Study showing that letters in words are read simultaneously and not from left to right.

'Some Current Controversies' in eye movement research, including whether readers can process information from more than one word at a time.

There has been a huge amount of research into eye movement and processing.

mathanxiety · 12/07/2012 02:58

'The idea that it can overcome the horrible home life of many unfortunate children and present them with an escape is a worthy one but tragically life is not that simple.
But it is, math. I've seen it. We don't accept excuses for not teaching children to read.'

Teaching them to read is not the same thing as helping them to succeed in the education system, Feenie. Sadly.

Wendymaisy · 12/07/2012 05:33

What ever happened to balance? Must the pendulum be swung only one or the other way? Children need a balanced approach and certainly do need explicit teaching of specific skills.
What we do need is preservice teaching courses to teach soundly the foundations of oral language development and its link to literacy - and by language I mean ALL aspects (syntax, semantics, uses of, phonological awareness etc...)
Language is the tool of instruction - without good oral language skills to begin with, literacy cannot be taught successfully. We need to focus on which skills students need, teach these systematically and make it interesting at the same time!

merrymouse · 12/07/2012 06:33

Assuming that there really are children who are taught with a very strict whole word technique, and know no letter sounds, how do they write? Do they only ever write words that have occurred in a spelling test?

I think the problem with phonics as it is proposed to be taught is that many children are not ready to sound words out at 4, 5 or even 6. Some of these children will pick up sight words along the way, and have a rough sight word method of reading despite being mystified by phonics. Many of these children will pick up phonic rules at a later point (as rabbitstew says, things taught in primary school are taught again and again, and if you learn a foreign language you learn phonetic rules for that language and how they differ to English, and presumably spelling rules are still taught through primary school).

However, to assume every child can be taught to read with phonics at the pace specified by Gove, and to label children who don't as 'poor readers' is I think misguided and I don't think will give us Finnish reading rates. (Although I reckon smaller class sizes, later formal learning and well paid, respected teachers would).

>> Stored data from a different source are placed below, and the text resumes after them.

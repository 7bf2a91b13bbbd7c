//! Route store API endpoints.
//!
//! Configuration routes are listed alongside stored ones but cannot be
//! changed through the API. Every mutation rebuilds the route graph.

use axum::{
    extract::{Path, State},
    http::StatusCode,
    Json,
};
use routebot_core::RouteRecord;
use serde::Deserialize;
use serde_json::{json, Value};
use std::sync::Arc;

use crate::state::{AppState, RouteStoreError};

type ApiError = (StatusCode, Json<Value>);

fn store_error(err: RouteStoreError) -> ApiError {
    let status = match &err {
        RouteStoreError::NotFound(_) => StatusCode::NOT_FOUND,
        RouteStoreError::ReadOnly(_) => StatusCode::CONFLICT,
        RouteStoreError::InvalidPoints(_) => StatusCode::BAD_REQUEST,
        RouteStoreError::Persistence(inner) => {
            tracing::error!("Route store failure: {:#}", inner);
            StatusCode::INTERNAL_SERVER_ERROR
        }
    };
    (status, Json(json!({ "error": err.to_string() })))
}

/// List configuration routes followed by stored routes.
pub async fn list_routes(State(state): State<Arc<AppState>>) -> Json<Vec<RouteRecord>> {
    Json(state.all_routes().await)
}

/// Stored routes only, in the `{ "routes": [...] }` shape the import accepts.
pub async fn export_routes(State(state): State<Arc<AppState>>) -> Json<Value> {
    let routes = state.stored_routes().await;
    Json(json!({ "routes": routes }))
}

pub async fn get_route(
    State(state): State<Arc<AppState>>,
    Path(id): Path<String>,
) -> Result<Json<RouteRecord>, StatusCode> {
    state
        .get_route(&id)
        .await
        .map(Json)
        .ok_or(StatusCode::NOT_FOUND)
}

/// Create a route, or replace the stored route with the same id.
pub async fn create_route(
    State(state): State<Arc<AppState>>,
    Json(route): Json<RouteRecord>,
) -> Result<(StatusCode, Json<RouteRecord>), ApiError> {
    let saved = state.upsert_route(route).await.map_err(store_error)?;
    Ok((StatusCode::CREATED, Json(saved)))
}

#[derive(Debug, Deserialize)]
#[serde(untagged)]
pub enum RouteListBody {
    Bare(Vec<RouteRecord>),
    Wrapped { routes: Vec<RouteRecord> },
}

/// Replace every stored route (import).
pub async fn replace_routes(
    State(state): State<Arc<AppState>>,
    Json(body): Json<RouteListBody>,
) -> Result<Json<Value>, ApiError> {
    let routes = match body {
        RouteListBody::Bare(routes) => routes,
        RouteListBody::Wrapped { routes } => routes,
    };
    let count = state.replace_routes(routes).await.map_err(store_error)?;
    Ok(Json(json!({ "stored": count })))
}

pub async fn delete_route(
    State(state): State<Arc<AppState>>,
    Path(id): Path<String>,
) -> Result<StatusCode, ApiError> {
    state.delete_route(&id).await.map_err(store_error)?;
    Ok(StatusCode::NO_CONTENT)
}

If it is really assumed that 20% of children can't read because of teachers wilfully using a failing whole word technique for no other reason than prejudice, then frankly, I think we should all home educate.

mrz · 12/07/2012 06:45

No one is labelling any child who "fails" the phonics check as a poor reader. The check is to identify gaps in a child's knowledge?skills because these are the children at risk of being failed

merrymouse · 12/07/2012 07:09

No one is labelling any child who "fails" the phonics check as a poor reader

Tell that to the child who is sitting mystified in a classroom, while everybody else seems to magically pick up a skill that passes them by. Tell that to the mothers who obsessively decode the 'tables system' at school and attribute a pecking order to the various phonics groups based on their opinion of the members.

But none of this would matter if children were honestly allowed to learn at the own pace, because they were in a smaller classroom (12.5 at this point in Finland), and learnt at a pace set by their teacher (and it would be great if we all trusted her to teach and not wilfully derail 1 in 5 children's chances of learning to read).

mrz · 12/07/2012 07:28

I would be happy to do that merrymouse.
If a child is sat there mystified surely it is better that the teacher knows than they continue to sit there unrecognised and unhappy. As a parent I wish this check had been carried out when my son was in Y1 rather than him get to Y8 before anyone thought to do it!
The fact is we don't live in Finland and our society is very different from that of Finland ... we are already trying to follow their models of education even though their experts are telling us they will fail.